INT8 Calibration

DL Workbench can lower the precision of a model from FP32 to INT8 with a process called calibration. Calibration accelerates the performance of certain models on hardware that supports INT8. A model in INT8 precision takes up less memory and has higher throughput capacity. Often this performance boost is achieved at the cost of a small accuracy reduction. With the DL Workbench, you can calibrate your model locally, on a remote target, or in the Intel® DevCloud for the Edge.

To read more about INT8 inference, see Using Low-Precision INT8 Integer Inference and Post-Training Optimization Toolkit.

Note

INT8 calibration is not available in the following cases:

  1. The model belongs to Natural Language Processing domain.

  2. You run the configuration on an Intel® Movidius™ Neural Compute Stick 2, or Intel® Vision Accelerator Design with Intel® Movidius™ VPUs plugin.

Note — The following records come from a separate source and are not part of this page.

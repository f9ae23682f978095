//! Encoding side of the decoder, for tests only.
//!
//! `BitWriter` packs integers at arbitrary bit positions, `encode_struct`
//! lays out a `StructValue` according to a type, and `TraceBuilder`
//! assembles complete streams: trace header, packet contexts with correct
//! content and packet sizes, event records and padding.
//!
//! Nothing here is tuned for speed, and inputs that do not match their type
//! cause panics.

use crate::value::{StructValue, Value};
use ctfmeta::{
    ArrayLength, ByteOrder, EnumType, EventDefinition, FloatType, IntegerType, Metadata,
    StreamDefinition, StructType, TraceDefinition, TypeNode, VariantType, CTF_MAGIC,
};
use std::sync::Arc;

#[derive(Debug, Default, Clone)]
pub struct BitWriter {
    buf: Vec<u8>,
    bit_pos: u64,
}

impl BitWriter {
    pub fn new() -> BitWriter {
        BitWriter::default()
    }

    pub fn position(&self) -> u64 {
        self.bit_pos
    }

    /// Writes the low `size_bits` bits of `value` at the current position.
    pub fn write_bits(&mut self, value: u64, size_bits: u32, byte_order: ByteOrder) {
        assert!(size_bits <= 64);

        let end = self.bit_pos + u64::from(size_bits);
        let needed = ((end + 7) / 8) as usize;
        if self.buf.len() < needed {
            self.buf.resize(needed, 0);
        }

        for i in 0..size_bits {
            let bit = match byte_order {
                ByteOrder::LittleEndian => (value >> i) & 1,
                ByteOrder::BigEndian => (value >> (size_bits - 1 - i)) & 1,
            };
            let pos = self.bit_pos + u64::from(i);
            let shift = match byte_order {
                ByteOrder::LittleEndian => pos % 8,
                ByteOrder::BigEndian => 7 - pos % 8,
            };
            let byte = &mut self.buf[(pos / 8) as usize];
            *byte = (*byte & !(1 << shift)) | ((bit as u8) << shift);
        }

        self.bit_pos = end;
    }

    /// Zero-pads up to the next multiple of `boundary_bits`.
    pub fn align(&mut self, boundary_bits: u32) {
        let aligned = ctfmeta::align_up(self.bit_pos, boundary_bits);
        self.skip(aligned - self.bit_pos);
    }

    pub fn skip(&mut self, bits: u64) {
        self.bit_pos += bits;
        let needed = ((self.bit_pos + 7) / 8) as usize;
        if self.buf.len() < needed {
            self.buf.resize(needed, 0);
        }
    }

    pub fn write_integer(&mut self, ty: &IntegerType, value: u64) {
        self.align(ty.align_bits);
        self.write_bits(value, ty.size_bits, ty.byte_order);
    }

    pub fn write_bytes(&mut self, bytes: &[u8]) {
        for &b in bytes {
            self.write_bits(u64::from(b), 8, ByteOrder::LittleEndian);
        }
    }

    pub fn into_bytes(self) -> Vec<u8> {
        self.buf
    }

    pub fn bytes(&self) -> &[u8] {
        &self.buf
    }
}

fn raw_bits(value: &Value) -> u64 {
    match value.as_integer() {
        Some(int) => int.as_i128() as u64,
        None => panic!("expected an integer, found {:?}", value),
    }
}

/// Lays out `value` according to `strct`.
pub fn encode_struct(writer: &mut BitWriter, strct: &StructType, value: &StructValue) {
    writer.align(strct.align_bits());

    for field in &strct.fields {
        let field_value = value
            .get(&field.name)
            .unwrap_or_else(|| panic!("no value for field `{}`", field.name));
        encode_value(writer, &field.ty, field_value);
    }
}

pub fn encode_value(writer: &mut BitWriter, ty: &TypeNode, value: &Value) {
    match ty {
        TypeNode::Integer(int) => writer.write_integer(int, raw_bits(value)),
        TypeNode::Enum(en) => writer.write_integer(&en.underlying, raw_bits(value)),
        TypeNode::Float(float) => {
            writer.align(float.align_bits);
            writer.skip(u64::from(float.size_bits()));
        }
        TypeNode::String(_) => {
            let s = value.as_str().expect("string value");
            writer.align(8);
            writer.write_bytes(s.as_bytes());
            writer.write_bytes(&[0]);
        }
        TypeNode::Struct(strct) => {
            encode_struct(writer, strct, value.as_struct().expect("struct value"))
        }
        TypeNode::Array(array) => {
            let elements = value.as_array().expect("array value");
            if let ArrayLength::Fixed(n) = array.length {
                assert_eq!(elements.len() as u64, n);
            }
            writer.align(array.element.align_bits());
            for element in elements {
                encode_value(writer, &array.element, element);
            }
        }
        TypeNode::Variant(variant) => {
            let (tag, member_value) = value.as_variant().expect("variant value");
            let member = variant
                .get(tag)
                .unwrap_or_else(|| panic!("no variant member `{}`", tag));
            encode_value(writer, member, member_value);
        }
    }
}

/// An event header of the LTTng layout, using the compact form.
pub fn compact_header(id: u64, timestamp: u64) -> StructValue {
    StructValue::new()
        .with("id", Value::Enum {
            value: crate::Integer::Unsigned(id),
            label: Some(Arc::from("compact")),
        })
        .with("v", Value::Variant {
            tag: Arc::from("compact"),
            value: Box::new(StructValue::new().with("timestamp", timestamp).into()),
        })
}

/// An event header of the LTTng layout, using the extended form.
pub fn extended_header(extended_tag: u64, id: u64, timestamp: u64) -> StructValue {
    StructValue::new()
        .with("id", Value::Enum {
            value: crate::Integer::Unsigned(extended_tag),
            label: Some(Arc::from("extended")),
        })
        .with("v", Value::Variant {
            tag: Arc::from("extended"),
            value: Box::new(
                StructValue::new()
                    .with("id", id)
                    .with("timestamp", timestamp)
                    .into(),
            ),
        })
}

/// The LTTng event header: a 5 bit id where 31 selects the extended form,
/// and a 27 bit compact timestamp.
pub fn lttng_event_header() -> StructType {
    let id = EnumType::new(IntegerType::unsigned(5))
        .range("compact", 0, 30)
        .value("extended", 31);
    let v = VariantType::new("id")
        .member(
            "compact",
            StructType::new().field("timestamp", TypeNode::uint(27)),
        )
        .member(
            "extended",
            StructType::new()
                .field("id", TypeNode::uint(32))
                .field("timestamp", TypeNode::uint(64)),
        );

    StructType::new().with_min_align(8).field("id", id).field("v", v)
}

pub fn lttng_packet_context() -> StructType {
    StructType::new()
        .field("timestamp_begin", TypeNode::uint(64))
        .field("timestamp_end", TypeNode::uint(64))
        .field("content_size", TypeNode::uint(64))
        .field("packet_size", TypeNode::uint(64))
        .field("events_discarded", TypeNode::uint(64))
        .field("cpu_id", TypeNode::uint(32))
}

pub const EVENT_SCHED_SWITCH: u64 = 0;
pub const EVENT_IRQ_ENTRY: u64 = 1;
pub const EVENT_SAMPLE: u64 = 2;
pub const EVENT_TAGGED: u64 = 3;
pub const EVENT_STATS: u64 = 40;

/// A small trace with a single stream and a handful of event kinds.
pub fn sample_metadata() -> Metadata {
    let sched_switch = StructType::new()
        .field("prev_comm", TypeNode::string())
        .field("prev_tid", TypeNode::int(32))
        .field("prev_prio", TypeNode::int(32))
        .field("prev_state", TypeNode::int(64))
        .field("next_comm", TypeNode::string())
        .field("next_tid", TypeNode::int(32))
        .field("next_prio", TypeNode::int(32));

    let irq_entry = StructType::new()
        .field("irq", TypeNode::int(32))
        .field("name", TypeNode::ascii_string());

    let sample = StructType::new()
        .field("a", TypeNode::uint(8))
        .field("b", TypeNode::uint(16))
        .field("c", IntegerType::unsigned(32).with_align(32))
        .field("d", TypeNode::uint(3))
        .field("e", TypeNode::int(13))
        .field("f", FloatType::single());

    let kind = EnumType::new(IntegerType::unsigned(8))
        .value("small", 0)
        .value("large", 1);
    let tagged = StructType::new()
        .field("len", TypeNode::uint(8))
        .field("values", TypeNode::sequence(TypeNode::uint(16), "len"))
        .field("kind", kind)
        .field(
            "payload",
            VariantType::new("kind")
                .member("small", TypeNode::uint(8))
                .member("large", TypeNode::uint(64)),
        );

    let stats = StructType::new()
        .field("counts", TypeNode::array(TypeNode::uint(32), 4))
        .field("total", TypeNode::uint(64));

    let events = vec![
        EventDefinition::new(EVENT_SCHED_SWITCH, "sched_switch", sched_switch),
        EventDefinition::new(EVENT_IRQ_ENTRY, "irq_handler_entry", irq_entry),
        EventDefinition::new(EVENT_SAMPLE, "sample", sample),
        EventDefinition::new(EVENT_TAGGED, "tagged", tagged),
        EventDefinition::new(EVENT_STATS, "stats", stats),
    ];

    let stream = StreamDefinition::new(0, lttng_event_header(), lttng_packet_context(), events)
        .expect("sample stream is valid");

    let trace = TraceDefinition {
        packet_header: StructType::new()
            .field("magic", TypeNode::uint(32))
            .field("stream_id", TypeNode::uint(32)),
    };

    Metadata::new(trace, vec![stream]).expect("sample metadata is valid")
}

/// Packet context values chosen by a test. Sizes are filled in by
/// `TraceBuilder`.
#[derive(Debug, Clone, Default)]
pub struct PacketSpec {
    pub timestamp_begin: u64,
    pub timestamp_end: u64,
    pub events_discarded: u64,
    pub cpu_id: u64,
    /// Bytes of padding after the content.
    pub padding_bytes: u64,
}

#[derive(Debug, Clone)]
pub struct EventSpec {
    pub header: StructValue,
    pub event_id: u64,
    pub payload: StructValue,
}

/// Writes a stream of packets for one stream of a trace.
pub struct TraceBuilder<'m> {
    metadata: &'m Metadata,
    stream: &'m StreamDefinition,
    out: Vec<u8>,
}

impl<'m> TraceBuilder<'m> {
    pub fn new(metadata: &'m Metadata, stream_id: u64) -> TraceBuilder<'m> {
        TraceBuilder {
            metadata,
            stream: metadata.stream(stream_id).expect("stream exists"),
            out: Vec::new(),
        }
    }

    /// Appends a packet. The first packet also carries the trace header.
    pub fn packet(&mut self, spec: &PacketSpec, events: &[EventSpec]) -> &mut Self {
        // Sizes are fixed-width fields, so a first pass with zero sizes
        // yields the real layout.
        let content = self.encode_packet(spec, events, 0, 0).position();
        let content_bytes = (content + 7) / 8;
        let packet_size = (content_bytes + spec.padding_bytes) * 8;

        let mut writer = self.encode_packet(spec, events, content, packet_size);
        writer.skip(packet_size - writer.position());

        self.out.extend_from_slice(&writer.into_bytes());
        self
    }

    /// Appends raw bytes, e.g. a truncated packet.
    pub fn raw(&mut self, bytes: &[u8]) -> &mut Self {
        self.out.extend_from_slice(bytes);
        self
    }

    pub fn len(&self) -> usize {
        self.out.len()
    }

    pub fn is_empty(&self) -> bool {
        self.out.is_empty()
    }

    pub fn finish(&self) -> Vec<u8> {
        self.out.clone()
    }

    fn encode_packet(
        &self,
        spec: &PacketSpec,
        events: &[EventSpec],
        content_size: u64,
        packet_size: u64,
    ) -> BitWriter {
        let mut writer = BitWriter::new();

        if self.out.is_empty() {
            let header = trace_header_value(&self.metadata.trace().packet_header, self.stream.id);
            encode_struct(&mut writer, &self.metadata.trace().packet_header, &header);
        }

        let context = packet_context_value(&self.stream.packet_context, spec, content_size, packet_size);
        encode_struct(&mut writer, &self.stream.packet_context, &context);

        for event in events {
            let definition: &EventDefinition =
                self.stream.event(event.event_id).expect("event exists");
            encode_struct(&mut writer, &self.stream.event_header, &event.header);
            encode_struct(&mut writer, &definition.fields, &event.payload);
        }

        writer
    }
}

fn trace_header_value(header: &StructType, stream_id: u64) -> StructValue {
    let mut value = StructValue::new();
    for field in &header.fields {
        let v = match &*field.name {
            "magic" => CTF_MAGIC,
            "stream_id" => stream_id,
            _ => 0,
        };
        value.push(field.name.clone(), Value::from(v));
    }
    value
}

fn packet_context_value(
    context: &StructType,
    spec: &PacketSpec,
    content_size: u64,
    packet_size: u64,
) -> StructValue {
    let mut value = StructValue::new();
    for field in &context.fields {
        let v = match &*field.name {
            "timestamp_begin" => spec.timestamp_begin,
            "timestamp_end" => spec.timestamp_end,
            "content_size" => content_size,
            "packet_size" => packet_size,
            "events_discarded" => spec.events_discarded,
            "cpu_id" => spec.cpu_id,
            _ => 0,
        };
        value.push(field.name.clone(), Value::from(v));
    }
    value
}
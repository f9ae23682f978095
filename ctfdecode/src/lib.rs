//! Decoding of Common Trace Format (CTF) binary streams.
//!
//! A [`CtfDataStream`] reads one physical stream of a trace, driven by the
//! trace's [`ctfmeta::Metadata`]. Event headers are decoded lazily, one at a
//! time, and payloads only on request:
//!
//! ```no_run
//! # fn demo(metadata: &ctfmeta::Metadata) -> ctfdecode::Result<()> {
//! let file = std::io::BufReader::new(std::fs::File::open("channel0_0")?);
//! let mut stream = ctfdecode::CtfDataStream::open(file, metadata)?;
//!
//! while let Some(header) = stream.next_event_header()? {
//!     let payload = stream.read_event(header.definition)?;
//!     println!("{} {}: {:?}", header.clock, header.definition.name, payload);
//! }
//! # Ok(())
//! # }
//! ```
//!
//! [`CtfDataStream`]: struct.CtfDataStream.html

mod bits;
mod config;
mod cursor;
mod decoder;
mod error;
mod packet;
mod stream;
mod value;

pub mod testing_common;

pub use crate::config::DecoderConfig;
pub use crate::cursor::BitCursor;
pub use crate::decoder::TypeDecoder;
pub use crate::error::{DecodeError, Result};
pub use crate::packet::PacketContext;
pub use crate::stream::{CtfDataStream, EventHeader, EventHeaders, StreamState};
pub use crate::value::{Integer, StructValue, Value};
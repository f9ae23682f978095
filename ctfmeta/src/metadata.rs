use crate::error::MetadataError;
use crate::types::{ArrayType, StructType, TypeNode};
use rustc_hash::{FxHashMap, FxHashSet};
use serde::{Deserialize, Serialize};
use std::sync::Arc;

/// The trace-level packet header, decoded once at the start of a stream. Its
/// `stream_id` field (if any) selects the `StreamDefinition` that applies.
#[derive(Clone, Eq, PartialEq, Debug, Serialize, Deserialize)]
pub struct TraceDefinition {
    pub packet_header: StructType,
}

#[derive(Clone, Eq, PartialEq, Debug)]
pub struct EventDefinition {
    pub id: u64,
    pub name: Arc<str>,
    pub fields: StructType,
    pub is_fixed_size: bool,
    pub fixed_size_bits: u64,
}

impl EventDefinition {
    pub fn new(id: u64, name: &str, fields: StructType) -> EventDefinition {
        let fixed_size_bits = fields.fixed_size_bits();

        EventDefinition {
            id,
            name: Arc::from(name),
            fields,
            is_fixed_size: fixed_size_bits.is_some(),
            fixed_size_bits: fixed_size_bits.unwrap_or(0),
        }
    }
}

#[derive(Clone, Eq, PartialEq, Debug)]
pub struct StreamDefinition {
    pub id: u64,
    pub event_header: StructType,
    pub packet_context: StructType,
    events: FxHashMap<u64, EventDefinition>,
}

impl StreamDefinition {
    pub fn new(
        id: u64,
        event_header: StructType,
        packet_context: StructType,
        events: impl IntoIterator<Item = EventDefinition>,
    ) -> Result<StreamDefinition, MetadataError> {
        let mut table = FxHashMap::default();

        for event in events {
            let event_id = event.id;
            if table.insert(event_id, event).is_some() {
                return Err(MetadataError::DuplicateEvent {
                    stream_id: id,
                    id: event_id,
                });
            }
        }

        let stream = StreamDefinition {
            id,
            event_header,
            packet_context,
            events: table,
        };

        validate_struct(&stream.event_header, "event header")?;
        validate_struct(&stream.packet_context, "packet context")?;
        for event in stream.events.values() {
            validate_struct(&event.fields, &format!("event `{}`", event.name))?;
        }

        Ok(stream)
    }

    pub fn event(&self, id: u64) -> Option<&EventDefinition> {
        self.events.get(&id)
    }

    pub fn events(&self) -> impl Iterator<Item = &EventDefinition> + '_ {
        self.events.values()
    }

    pub fn num_events(&self) -> usize {
        self.events.len()
    }
}

/// The complete, immutable type model of a trace.
#[derive(Clone, Eq, PartialEq, Debug)]
pub struct Metadata {
    trace: TraceDefinition,
    streams: FxHashMap<u64, StreamDefinition>,
}

impl Metadata {
    pub fn new(
        trace: TraceDefinition,
        streams: impl IntoIterator<Item = StreamDefinition>,
    ) -> Result<Metadata, MetadataError> {
        validate_struct(&trace.packet_header, "trace packet header")?;

        let mut table = FxHashMap::default();
        for stream in streams {
            let id = stream.id;
            if table.insert(id, stream).is_some() {
                return Err(MetadataError::DuplicateStream { id });
            }
        }

        if table.is_empty() {
            return Err(MetadataError::NoStreams);
        }

        Ok(Metadata {
            trace,
            streams: table,
        })
    }

    /// Loads a type model from its JSON snapshot. The snapshot is a direct
    /// serialization of the model, not CTF's TSDL.
    pub fn from_json(json: &str) -> Result<Metadata, MetadataError> {
        let snapshot: MetadataSnapshot = serde_json::from_str(json)?;
        snapshot.into_metadata()
    }

    pub fn trace(&self) -> &TraceDefinition {
        &self.trace
    }

    pub fn stream(&self, id: u64) -> Option<&StreamDefinition> {
        self.streams.get(&id)
    }

    pub fn streams(&self) -> impl Iterator<Item = &StreamDefinition> + '_ {
        self.streams.values()
    }
}

#[derive(Deserialize)]
struct MetadataSnapshot {
    trace: TraceDefinition,
    streams: Vec<StreamSnapshot>,
}

#[derive(Deserialize)]
struct StreamSnapshot {
    #[serde(default)]
    id: u64,
    event_header: StructType,
    packet_context: StructType,
    #[serde(default)]
    events: Vec<EventSnapshot>,
}

#[derive(Deserialize)]
struct EventSnapshot {
    id: u64,
    name: String,
    fields: StructType,
}

impl MetadataSnapshot {
    fn into_metadata(self) -> Result<Metadata, MetadataError> {
        let mut streams = Vec::with_capacity(self.streams.len());

        for stream in self.streams {
            let events = stream
                .events
                .into_iter()
                .map(|e| EventDefinition::new(e.id, &e.name, e.fields));

            streams.push(StreamDefinition::new(
                stream.id,
                stream.event_header,
                stream.packet_context,
                events,
            )?);
        }

        Metadata::new(self.trace, streams)
    }
}

fn validate_struct(strct: &StructType, context: &str) -> Result<(), MetadataError> {
    check_align(strct.min_align_bits, context)?;

    let mut seen = FxHashSet::default();
    for field in &strct.fields {
        if !seen.insert(&field.name) {
            return Err(MetadataError::DuplicateField {
                context: context.to_string(),
                name: field.name.to_string(),
            });
        }
        validate_type(&field.ty, &format!("{}.{}", context, field.name))?;
    }

    Ok(())
}

fn validate_type(ty: &TypeNode, context: &str) -> Result<(), MetadataError> {
    match ty {
        TypeNode::Integer(int) => check_align(int.align_bits, context),
        TypeNode::Float(float) => check_align(float.align_bits, context),
        TypeNode::Enum(en) => check_align(en.underlying.align_bits, context),
        TypeNode::String(_) => Ok(()),
        TypeNode::Struct(strct) => validate_struct(strct, context),
        TypeNode::Array(ArrayType { element, .. }) => validate_type(element, context),
        TypeNode::Variant(variant) => {
            let mut seen = FxHashSet::default();
            for member in &variant.members {
                if !seen.insert(&member.name) {
                    return Err(MetadataError::DuplicateField {
                        context: context.to_string(),
                        name: member.name.to_string(),
                    });
                }
                validate_type(&member.ty, &format!("{}.{}", context, member.name))?;
            }
            Ok(())
        }
    }
}

fn check_align(align_bits: u32, context: &str) -> Result<(), MetadataError> {
    if align_bits.is_power_of_two() {
        Ok(())
    } else {
        Err(MetadataError::InvalidAlignment {
            context: context.to_string(),
            align_bits,
        })
    }
}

  3. AccuracyAware method is disabled if your configuration uses a not annotated dataset.

INT8 Calibration Methods

DL Workbench supports two calibration methods: Default method and AccuracyAware. Each method is further configured with a calibration scheme configuration: the performance-oriented preset, which is the default scheme, or the mixed preset. Calibration schemes do not depend on a selected calibration method.

Tip

As a rule, the smaller the calibration subset, the less time the algorithms take. It is recommended to use at least a 3-5% subset of the validation dataset (300-1000 images).

Note

A model optimized by the Default method translates all layers that support INT8 execution into INT8 precision, while the AccuracyAware method translates only those layers that both can be executed in INT8 precision and almost do not increase accuracy drop.

Default Method

Default method optimizes your model to achieve best performance. The algorithm usually produces the fastest model and usually but not always results in accuracy drop within 1%. Also, this algorithm takes less time than the AccuracyAware optimization method.

Note

This method supports both annotated and not annotated datasets. See Dataset Types for details.

AccuracyAware method

AccuracyAware calibration optimizes your model to achieve best performance possible with the specified maximum acceptable accuracy drop. The AccuracyAware method might result in lower performance compared to the Default method, while the accuracy drop is predictable. Accuracy drop is the difference between the parent model accuracy and the optimized model accuracy. Accuracy of the optimized model is guaranteed to be not smaller than the difference between the parent model accuracy and the accuracy drop.

Note

This method supports only annotated datasets. See Dataset Types for details.

Performance Preset

Performance preset guarantees uncompromising performance of a selected calibration method, as with this preset both weights and activations are calibrated in a symmetric mode. Performance preset is a default option because it provides maximum performance speedup and is independent from a target platform.

Mixed Preset

Mixed preset is a tradeoff between accuracy and performance, and with this preset weights and activations are calibrated in symmetric and asymmetric modes correspondingly. Compared to the performance preset, the mixed preset may result in a more accurate model at the cost of performance drop. Depending on a target platform and a model, performance drop usually varies from 5 to 15%. For example, use this preset if a model has convolutional or fully-connected layers with both negative and positive activations, like a model with non-ReLU activations.

Workflow

Overall flow for converting a model from FP32 to INT8:

  1. Select an FP32 model

  2. Select an appropriate dataset

  3. Run a baseline inference

  4. Configure INT8 calibration settings and select a calibration dataset

  5. Configure inference settings for a calibrated model

  6. View INT8 calibration

  7. View inference results

  8. Compare the calibrated model with the original FP32 model

Use the links above to walk through the steps and workflow for creating a calibrated model. Topics specific only to the INT8 calibration process (steps 4-6) are described below.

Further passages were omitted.